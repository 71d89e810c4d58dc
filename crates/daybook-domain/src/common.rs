//! Shared traits, identifiers, date ranges and the MPP tag coercion.

use std::fmt;

use chrono::NaiveDate;
use serde::{Deserialize, Serialize};
use uuid::Uuid;

use crate::customer::Customer;

/// Identifier assigned to every persisted record.
pub type RecordId = Uuid;

/// Exposes a stable identifier for entities stored in the day-book.
pub trait Identifiable {
    fn id(&self) -> RecordId;
}

/// Records that belong to a single calendar day.
pub trait Dated {
    fn date(&self) -> NaiveDate;
}

/// Records that carry the Mobile Petrol Pump tag.
pub trait MppTagged {
    fn is_mpp(&self) -> bool;
}

impl<T: Dated + ?Sized> Dated for &T {
    fn date(&self) -> NaiveDate {
        (**self).date()
    }
}

impl<T: MppTagged + ?Sized> MppTagged for &T {
    fn is_mpp(&self) -> bool {
        (**self).is_mpp()
    }
}

/// Records owned by a customer, matched by id or, for legacy rows, by name.
pub trait CustomerOwned {
    fn customer_id(&self) -> Option<RecordId>;
    fn customer_name(&self) -> &str;

    fn belongs_to(&self, customer: &Customer) -> bool {
        match self.customer_id() {
            Some(id) => id == customer.id,
            None => self.customer_name().trim() == customer.name.trim(),
        }
    }
}

/// Converts an entity into a user-facing display label.
pub trait Displayable {
    fn display_label(&self) -> String;
}

#[derive(Debug, Clone, Copy, Serialize, Deserialize, PartialEq, Eq, Hash)]
/// Inclusive calendar range used by every report.
pub struct DateRange {
    pub from: NaiveDate,
    pub to: NaiveDate,
}

impl DateRange {
    pub fn new(from: NaiveDate, to: NaiveDate) -> Result<Self, DateRangeError> {
        if to < from {
            return Err(DateRangeError::Inverted { from, to });
        }
        Ok(Self { from, to })
    }

    /// Range covering a single day.
    pub fn single(date: NaiveDate) -> Self {
        Self {
            from: date,
            to: date,
        }
    }

    pub fn contains(&self, date: NaiveDate) -> bool {
        date >= self.from && date <= self.to
    }

    pub fn includes<T: Dated + ?Sized>(&self, record: &T) -> bool {
        self.contains(record.date())
    }
}

impl fmt::Display for DateRange {
    fn fmt(&self, f: &mut fmt::Formatter<'_>) -> fmt::Result {
        if self.from == self.to {
            write!(f, "{}", self.from)
        } else {
            write!(f, "{} to {}", self.from, self.to)
        }
    }
}

#[derive(Debug, Clone, Copy, PartialEq, Eq)]
/// Errors that can occur when constructing [`DateRange`] values.
pub enum DateRangeError {
    Inverted { from: NaiveDate, to: NaiveDate },
}

impl fmt::Display for DateRangeError {
    fn fmt(&self, f: &mut fmt::Formatter<'_>) -> fmt::Result {
        match self {
            DateRangeError::Inverted { from, to } => {
                write!(f, "date range end {to} is before start {from}")
            }
        }
    }
}

impl std::error::Error for DateRangeError {}

/// Ingestion-time coercion of the MPP tag.
///
/// Older exports store the tag as a boolean, newer ones sometimes as the
/// string `"true"`. Only those two spellings mark a record as tagged; any
/// other value (absent, `null`, numbers, other strings) is untagged.
pub mod mpp_flag {
    use serde::{de::IgnoredAny, Deserialize, Deserializer};

    #[derive(Deserialize)]
    #[serde(untagged)]
    enum RawFlag {
        Bool(bool),
        Text(String),
        Other(IgnoredAny),
    }

    /// Returns `true` when a textual tag marks the record as MPP.
    pub fn is_tagged_text(value: &str) -> bool {
        value == "true"
    }

    pub fn deserialize<'de, D>(deserializer: D) -> Result<bool, D::Error>
    where
        D: Deserializer<'de>,
    {
        let raw = RawFlag::deserialize(deserializer)?;
        Ok(match raw {
            RawFlag::Bool(value) => value,
            RawFlag::Text(text) => is_tagged_text(&text),
            RawFlag::Other(_) => false,
        })
    }
}

#[cfg(test)]
mod tests {
    use super::*;
    use serde::Deserialize;

    #[derive(Deserialize)]
    struct Tagged {
        #[serde(default, deserialize_with = "mpp_flag::deserialize")]
        mpp: bool,
    }

    fn parse(json: &str) -> bool {
        serde_json::from_str::<Tagged>(json).expect("parse").mpp
    }

    #[test]
    fn mpp_flag_accepts_bool_and_true_string_only() {
        assert!(parse(r#"{"mpp": true}"#));
        assert!(parse(r#"{"mpp": "true"}"#));
        assert!(!parse(r#"{"mpp": false}"#));
        assert!(!parse(r#"{"mpp": "false"}"#));
        assert!(!parse(r#"{"mpp": "yes"}"#));
        assert!(!parse(r#"{"mpp": 1}"#));
        assert!(!parse(r#"{"mpp": null}"#));
        assert!(!parse(r#"{}"#));
    }

    #[test]
    fn date_range_rejects_inverted_bounds() {
        let from = NaiveDate::from_ymd_opt(2024, 1, 3).unwrap();
        let to = NaiveDate::from_ymd_opt(2024, 1, 1).unwrap();
        let err = DateRange::new(from, to).expect_err("inverted range");
        assert!(err.to_string().contains("before start"));
    }

    #[test]
    fn date_range_is_inclusive_on_both_ends() {
        let from = NaiveDate::from_ymd_opt(2024, 1, 1).unwrap();
        let to = NaiveDate::from_ymd_opt(2024, 1, 3).unwrap();
        let range = DateRange::new(from, to).unwrap();
        assert!(range.contains(from));
        assert!(range.contains(to));
        assert!(!range.contains(NaiveDate::from_ymd_opt(2024, 1, 4).unwrap()));
        assert!(DateRange::single(from).contains(from));
    }
}
use std::{collections::BTreeMap, env, path::PathBuf};

use daybook_domain::{FuelType, RateTimeline};
use rust_decimal::Decimal;
use serde::{Deserialize, Serialize};

use crate::ConfigError;

/// Environment variable that overrides the data directory.
pub const DAYBOOK_HOME_ENV: &str = "DAYBOOK_HOME";

/// Outlet preferences persisted next to the day-books.
#[derive(Debug, Clone, Serialize, Deserialize)]
pub struct Config {
    pub locale: String,
    pub currency: String,
    #[serde(default = "Config::default_ui_color_enabled")]
    pub ui_color_enabled: bool,
    #[serde(skip_serializing_if = "Option::is_none")]
    pub last_opened_daybook: Option<String>,

    /// Static price per fuel type, used when no dated rate applies.
    #[serde(default = "Config::default_fuel_prices")]
    pub fuel_prices: BTreeMap<String, Decimal>,

    #[serde(skip_serializing_if = "Option::is_none")]
    /// Optional custom root for day-books. Defaults to `~/Documents/Daybook`.
    pub data_root: Option<PathBuf>,

    #[serde(skip_serializing_if = "Option::is_none")]
    pub backup_root: Option<PathBuf>,

    #[serde(default = "Config::default_backup_retention")]
    pub backup_retention: usize,

    /// `tracing` filter directive applied when `RUST_LOG` is unset.
    #[serde(default, skip_serializing_if = "Option::is_none")]
    pub log_filter: Option<String>,
}

impl Default for Config {
    fn default() -> Self {
        Self {
            locale: "en-IN".into(),
            currency: "INR".into(),
            ui_color_enabled: Self::default_ui_color_enabled(),
            last_opened_daybook: None,
            fuel_prices: Self::default_fuel_prices(),
            data_root: None,
            backup_root: None,
            backup_retention: Self::default_backup_retention(),
            log_filter: None,
        }
    }
}

impl Config {
    pub fn default_ui_color_enabled() -> bool {
        true
    }

    pub fn default_backup_retention() -> usize {
        5
    }

    pub fn default_fuel_prices() -> BTreeMap<String, Decimal> {
        [
            ("Diesel", Decimal::new(9046, 2)),
            ("Petrol", Decimal::new(10250, 2)),
            ("CNG", Decimal::new(7520, 2)),
            ("Premium", Decimal::new(10890, 2)),
        ]
        .into_iter()
        .map(|(fuel, price)| (fuel.to_string(), price))
        .collect()
    }

    /// Rejects blank fuel names, non-positive prices and a zero retention.
    pub fn validate(&self) -> Result<(), ConfigError> {
        for (fuel, price) in &self.fuel_prices {
            if fuel.trim().is_empty() {
                return Err(ConfigError::Invalid("fuel type name is empty".into()));
            }
            if *price <= Decimal::ZERO {
                return Err(ConfigError::Invalid(format!(
                    "price for {fuel} must be positive"
                )));
            }
        }
        if self.backup_retention == 0 {
            return Err(ConfigError::Invalid(
                "backup retention must keep at least one backup".into(),
            ));
        }
        Ok(())
    }

    /// Rate timeline seeded with the configured static prices.
    pub fn rate_timeline(&self) -> RateTimeline {
        RateTimeline::with_defaults(
            self.fuel_prices
                .iter()
                .map(|(fuel, price)| (FuelType::new(fuel.as_str()), *price)),
        )
    }

    /// `DAYBOOK_HOME`, then the configured root, then `~/Documents/Daybook`.
    pub fn resolve_data_root(&self) -> PathBuf {
        if let Some(home) = env::var_os(DAYBOOK_HOME_ENV).filter(|value| !value.is_empty()) {
            return PathBuf::from(home);
        }
        if let Some(path) = &self.data_root {
            return path.clone();
        }
        let base = dirs::document_dir()
            .or_else(dirs::home_dir)
            .unwrap_or_else(|| PathBuf::from("."));
        base.join("Daybook")
    }

    pub fn resolve_daybooks_dir(&self) -> PathBuf {
        self.resolve_data_root().join("daybooks")
    }

    pub fn resolve_backup_root(&self) -> PathBuf {
        match &self.backup_root {
            Some(path) => path.clone(),
            None => self.resolve_data_root().join("backups"),
        }
    }
}
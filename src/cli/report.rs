//! Text renderings of the engine reports.

use chrono::NaiveDate;
use daybook_core::{CustomerLedger, DaybookStatistics, OutstandingReport, StreamTotals};
use daybook_domain::{FuelType, RateTimeline};
use rust_decimal::Decimal;

use crate::cli::output::{current_preferences, styled, MessageKind};
use crate::cli::table::{Table, TableColumn};

/// Two-decimal rendering used for every amount and volume.
pub fn money(amount: Decimal) -> String {
    format!("{:.2}", amount.round_dp(2))
}

pub fn money_with_currency(amount: Decimal, currency: &str) -> String {
    format!("{currency} {}", money(amount))
}

fn section(title: impl std::fmt::Display) -> String {
    styled(MessageKind::Section, title, &current_preferences())
}

fn stream_row(label: &str, totals: &StreamTotals) -> Vec<String> {
    vec![
        label.to_string(),
        money(totals.fuel_sales),
        money(totals.credit_total),
        money(totals.expense_total),
        money(totals.income_total),
        money(totals.settlement_total),
        money(totals.cash()),
    ]
}

pub fn render_statistics(stats: &DaybookStatistics, currency: &str) -> String {
    let mut table = Table::new(vec![
        TableColumn::left("Stream"),
        TableColumn::right("Fuel sales"),
        TableColumn::right("Credit"),
        TableColumn::right("Expenses"),
        TableColumn::right("Income"),
        TableColumn::right("Settlements"),
        TableColumn::right("Cash"),
    ]);
    table.push_row(stream_row("Regular", &stats.regular));
    if stats.has_mpp_data {
        table.push_row(stream_row("MPP", &stats.mpp));
    }

    let mut out = vec![section(format!("Statistics {}", stats.range)), table.render(), String::new()];
    out.push(format!("Cash in hand:          {}", money_with_currency(stats.cash_in_hand, currency)));
    if stats.has_mpp_data {
        out.push(format!("MPP cash:              {}", money_with_currency(stats.mpp_cash, currency)));
    }
    out.push(format!(
        "Total available cash:  {}",
        money_with_currency(stats.total_available_cash, currency)
    ));

    if !stats.fuel_by_type.is_empty() {
        let mut fuels = Table::new(vec![
            TableColumn::left("Fuel"),
            TableColumn::right("Liters"),
            TableColumn::right("Amount"),
        ]);
        for (fuel, totals) in &stats.fuel_by_type {
            fuels.push_row(vec![fuel.to_string(), money(totals.liters), money(totals.amount)]);
        }
        fuels.set_footer(vec![
            "Total".into(),
            money(stats.total_liters),
            money(stats.fuel_by_type.values().map(|totals| totals.amount).sum()),
        ]);
        out.push(String::new());
        out.push(fuels.render());
    }
    out.join("\n")
}

pub fn render_ledger(ledger: &CustomerLedger, currency: &str) -> String {
    let title = if ledger.is_mpp {
        format!("Ledger {} (MPP) {}", ledger.customer_name, ledger.range)
    } else {
        format!("Ledger {} {}", ledger.customer_name, ledger.range)
    };
    let mut out = vec![
        section(title),
        format!("Opening balance: {}", money_with_currency(ledger.opening_balance, currency)),
    ];

    if ledger.is_empty() {
        out.push("No ledger entries in range.".into());
    } else {
        let mut table = Table::new(vec![
            TableColumn::left("Date"),
            TableColumn::left("Description").max_width(40),
            TableColumn::right("Credit"),
            TableColumn::right("Received"),
            TableColumn::right("Outstanding"),
        ]);
        for row in &ledger.rows {
            table.push_row(vec![
                row.date.to_string(),
                row.description.clone(),
                money(row.credit),
                money(row.received),
                money(row.outstanding),
            ]);
        }
        table.set_footer(vec![
            "Total".into(),
            String::new(),
            money(ledger.total_credit),
            money(ledger.total_received),
            money(ledger.closing_balance),
        ]);
        out.push(table.render());
    }
    out.push(format!("Closing balance: {}", money_with_currency(ledger.closing_balance, currency)));
    out.join("\n")
}

pub fn render_outstanding(report: &OutstandingReport, currency: &str) -> String {
    let mut out = vec![section(format!("Outstanding till {}", report.till))];
    if report.rows.is_empty() {
        out.push("No customers to report.".into());
        return out.join("\n");
    }

    let mut table = Table::new(vec![
        TableColumn::left("Customer").max_width(32),
        TableColumn::right("Starting"),
        TableColumn::right("Credit"),
        TableColumn::right("Received"),
        TableColumn::right("Outstanding"),
    ]);
    for row in &report.rows {
        table.push_row(vec![
            row.name.clone(),
            money(row.starting_balance),
            money(row.total_credit),
            money(row.total_received),
            money(row.outstanding),
        ]);
    }
    table.set_footer(vec![
        "Total".into(),
        String::new(),
        String::new(),
        String::new(),
        money(report.total_outstanding),
    ]);
    out.push(table.render());
    out.push(format!(
        "Total outstanding: {}",
        money_with_currency(report.total_outstanding, currency)
    ));
    out.join("\n")
}

pub fn render_rate(fuel: &FuelType, date: NaiveDate, rate: Decimal, currency: &str) -> String {
    format!("{fuel} on {date}: {}", money_with_currency(rate, currency))
}

pub fn render_rates_on(rates: &RateTimeline, date: NaiveDate, currency: &str) -> String {
    let resolved = rates.rates_on(date);
    let mut out = vec![section(format!("Rates on {date}"))];
    if resolved.is_empty() {
        out.push("No rates configured.".into());
        return out.join("\n");
    }
    let mut table = Table::new(vec![TableColumn::left("Fuel"), TableColumn::right(currency)]);
    for (fuel, rate) in resolved {
        table.push_row(vec![fuel.to_string(), money(rate)]);
    }
    out.push(table.render());
    out.join("\n")
}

━━━━━━

Exercise objective:
When a line in the listing includes the word "dirs", report that line in full.

Final answer:
        let base = dirs::document_dir()
            .or_else(dirs::home_dir)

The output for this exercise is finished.